9 Décembre 2023 , Rédigé par joël jégouzo Publié dans #théâtre

La compagnie Le Théâtre Majâz a été fondée en 2009 à Paris, par l’autrice et comédienne franco-libanaise Lauren Houda Hussein et le metteur en scène israélien Ido Shaked. C'est dans une grande mesure leur propre rencontre qu'ils racontent dans cette pièce, une rencontre improbable, imaginez : en 2006, le personnage en scène fêtait ses vingt ans à Beyrouth, au moment même où l'armée israélienne attaquait le sud Liban, y massacrant des milliers de civils innocents, dont des membres de sa famille. Rentrée sur Paris, elle tombait amoureuse d'un israélien et l'accompagnait en 2007 à Jérusalem (Al Qods en arabe, surtout si l'on veut parler de ce que l'occident nomme abusivement Jérusalem-Est) puis dans sa famille à Saint-Jean-d'Acre, y découvrant un beau-frère qui, en 2006, avait combattu avec Tsahal et tué des civils libanais sans état d'âme... Comment un tel amour pourrait survivre aux horreurs de cette histoire ? A Paris, c'est ensuite la mémoire de son père qu'elle affrontait, imposante, omniprésente, avec derrière elle, celle d'un lignage qui n'avait cessé d'hypothéquer leur vie. Que faire d'une telle histoire ?

 

Une histoire de for intérieur au fond, de ce vieux mots français qui n'a plus guère cours aujourd'hui, et qui plus est du for intérieur d'un sujet féminin contraint de détricoter en lui la femme, la fille, le lignage, le récit familial pour espérer exister, tout autant que le récit colonial du vainqueur (Israël) ou les représentations des opprimés libanais pour demeurer politiquement juste.

 

Une histoire de for intérieur féminin, dont la chronique est récente, à peine plus de soixante ans en France : le milieu du siècle dernier aura été en effet celui de la promotion dans l'espace public du for intérieur des femmes, étrangères aux élites cultivées s'entend. Avant cela, ce for interne féminin n'était guère convoqué qu'autour de l'impératif de procréation, ou du nom du père, la femme devant rester sur son quant à soi. Avec Mai 68, écrivait l'historien Antoine Prost, c'est le moment où on s'est mis à parler à table. Ou les femmes et les enfants se sont mis à parler.

 

Pourquoi parler de for intérieur ? Parce qu'il s'agit ici d'une parole intime portée en public au théâtre, d'une parole qui se fait jour encore, qui fraie son chemin, fragile et qui, comme le suggère l'emploi du mot for, s'exprime sur fond d'un tribunal intime où la conscience s'est érigée en juge.
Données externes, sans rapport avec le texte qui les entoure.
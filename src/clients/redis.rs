use anyhow::{anyhow, Error, Result};
use redis::{aio::MultiplexedConnection, AsyncCommands, Client};
use tokio::time::{timeout, Duration};
use tracing::{debug, info};

use crate::config::Config;
use crate::models::response::NotificationResponse;
use crate::models::retry::RetryConfig;
use crate::utils::retry_with_backoff;

/// Upper bound on any single shared-store RPC.
const STORE_OP_TIMEOUT: Duration = Duration::from_secs(5);

/// Client for the shared KV store: the idempotency response cache on the
/// ingress side and the delivered guard on the worker side.
#[derive(Clone)]
pub struct RedisClient {
    connection: MultiplexedConnection,
    idempotency_ttl_seconds: u64,
}

impl RedisClient {
    pub async fn connect(config: &Config) -> Result<Self, Error> {
        info!("Connecting to shared store");

        let client = Client::open(config.store_url.as_str())
            .map_err(|e| anyhow!("Failed to create store client: {e}"))?;

        let connection = client
            .get_multiplexed_async_connection()
            .await
            .map_err(|e| anyhow!("Failed to connect to shared store: {e}"))?;

        info!("Shared store connection established");

        Ok(Self {
            connection,
            idempotency_ttl_seconds: config.idempotency_ttl,
        })
    }

    /// A second connection handle for collaborators sharing this store.
    pub fn connection(&self) -> MultiplexedConnection {
        self.connection.clone()
    }

    fn idempotency_key(user_id: &str, idempotency_key: &str) -> String {
        format!("idempotency:{user_id}:{idempotency_key}")
    }

    fn delivered_key(user_id: &str, idempotency_key: &str) -> String {
        format!("delivered:{user_id}:{idempotency_key}")
    }

    /// Pre-publish probe: the response previously stored for this
    /// idempotency key, if any.
    pub async fn cached_response(
        &mut self,
        user_id: &str,
        idempotency_key: &str,
    ) -> Result<Option<NotificationResponse>, Error> {
        let key = Self::idempotency_key(user_id, idempotency_key);

        let value: Option<String> = timeout(STORE_OP_TIMEOUT, self.connection.get(&key))
            .await
            .map_err(|_| anyhow!("Idempotency probe timed out"))?
            .map_err(|e| anyhow!("Failed to read idempotency entry: {e}"))?;

        debug!(key = %key, hit = value.is_some(), "Checked idempotency cache");

        match value {
            None => Ok(None),
            Some(raw) => {
                let response = serde_json::from_str(&raw)
                    .map_err(|e| anyhow!("Corrupt idempotency entry: {e}"))?;
                Ok(Some(response))
            }
        }
    }

    /// Post-publish store; written once and read-only until TTL expiry.
    pub async fn store_response(
        &mut self,
        user_id: &str,
        idempotency_key: &str,
        response: &NotificationResponse,
    ) -> Result<(), Error> {
        let key = Self::idempotency_key(user_id, idempotency_key);
        let raw = serde_json::to_string(response)?;

        timeout(
            STORE_OP_TIMEOUT,
            self.connection
                .set_ex::<_, _, ()>(&key, raw, self.idempotency_ttl_seconds),
        )
        .await
        .map_err(|_| anyhow!("Idempotency store timed out"))?
        .map_err(|e| anyhow!("Failed to store idempotency entry: {e}"))?;

        debug!(key = %key, "Stored idempotency entry");

        Ok(())
    }

    /// Delivery-side guard: has a sender already succeeded for this key?
    pub async fn is_delivered(
        &mut self,
        user_id: &str,
        idempotency_key: &str,
    ) -> Result<bool, Error> {
        let key = Self::delivered_key(user_id, idempotency_key);

        let delivered: bool = timeout(STORE_OP_TIMEOUT, self.connection.exists(&key))
            .await
            .map_err(|_| anyhow!("Delivered guard lookup timed out"))?
            .map_err(|e| anyhow!("Failed to check delivered guard: {e}"))?;

        Ok(delivered)
    }

    pub async fn mark_delivered(
        &mut self,
        user_id: &str,
        idempotency_key: &str,
    ) -> Result<(), Error> {
        let key = Self::delivered_key(user_id, idempotency_key);

        retry_with_backoff(&RetryConfig::store_writes(), || {
            let key = key.clone();
            let mut conn = self.connection.clone();
            let ttl = self.idempotency_ttl_seconds;

            async move {
                conn.set_ex::<_, _, ()>(&key, "1", ttl)
                    .await
                    .map_err(|e| e.to_string())
            }
        })
        .await
        .map_err(|e| anyhow!("Failed to record delivery: {e}"))?;

        debug!(key = %key, "Marked as delivered");

        Ok(())
    }
}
Quelle étrangeté tout de même, que cette expression de for intérieur qui me semble pourtant traduire avec une grande justesse ce qui se joue dans cette pièce. L'étymologie ici nous aide à le comprendre. For vient du latin forum, dans ses deux acceptions de place publique, et de tribunal. Autrefois existait l'expression de for externe, qui marquait mieux encore l'idée d'une juridiction de la justice des hommes. Et il n'est pas indifférent que ces racines aient pesé sur nos consciences : l'idée d'un espace public extérieur est ainsi devenue à travers cette expression de for intérieur, la métaphore de l'espace intérieur ! Comme une part despotique de la personnalité, ce tribunal marquant l'inclusion du monde extérieur dans le monde intérieur : l'inquisition de la pensée sur ses propres contenus...

 

Il existe toutefois d'autres pistes qui nous aideraient à comprendre les enjeux d'une telle scène. Pour le linguiste Benveniste, for, en latin, découlait aussi d'un verbe exprimant le fait de parler. Et dont les dérivés notables étaient autant facundus (disert), que fabula (conversation) ou infans (l'état de l'enfant qui ne parle pas encore)... C'est sans doute cette trajectoire de sens, de l'infans à la fabula, qu'il faut entendre ici proférée sur la scène de théâtre et que Lauren Houda Hussein, comme auteur et comédienne, explore. De cet autrefois de l'enfance sous la férule du père, des réquisits culturels propres à sa double appartenance et de cette succession ancestrale dont elle doit s'emparer pour renaître, là, sous nos yeux, on la voit se débattre. Être soi dans une perspective transculturelle. Objet désormais de ses propres constructions, donnant forme à son texte à partir de la situation d'écriture qui lui est propre. Normes, attentes, imaginaires, représentations, quelles possibilités se font jour ?


 

Mais du for intérieur, Lauren Houda Hussein se détache : ramener la vie psychique sous la seule juridiction de la conscience serait sans issue. C'est pourquoi son théâtre s'aventure aux portes de l'indicible. Des trous, des vides, des silences. Voire, sur scène, la beauté de l'interprétation musicale de l'oudiste. Lauren Houda Hussein ne parle pas pour enseigner, mais pour apprendre. Et se faisant, rompt avec la conception égocentrique occidentale de l'individu. Sa modernité relève de ce que l'on nomme désormais dans le monde anglo-saxon Multiple modernities, qui place les catégories de personne et de genre au centre de leurs recherches. Elle rompt aussi avec la pensée colonialiste qui suggérait que l'écriture de soi ne pouvait être liée qu'à l'individualisme occidental (cf les travaux du groupe de recherche de l'université libre de Berlin fondé en 2003 autour de l'écriture de soi, dans une perspective transculturelle).

 

#jJ #joeljegouzo @lauren_houda_hussein_ @idoshakeds #theatrejeanvilarvitry @theatrejeanvilarvitry #theatre @theatremajaz #beyrouth #jerusalem #alqods #liban #israel #paris #freieuniversitätberlin 

 

Une histoire subjective du Proche-Orient mais néanmoins valide...je pense, par le théâtre Théâtre Majâz, Théâtre Jean Vilar, Vitry-sur-Seine, samedi 9 décembre 2023.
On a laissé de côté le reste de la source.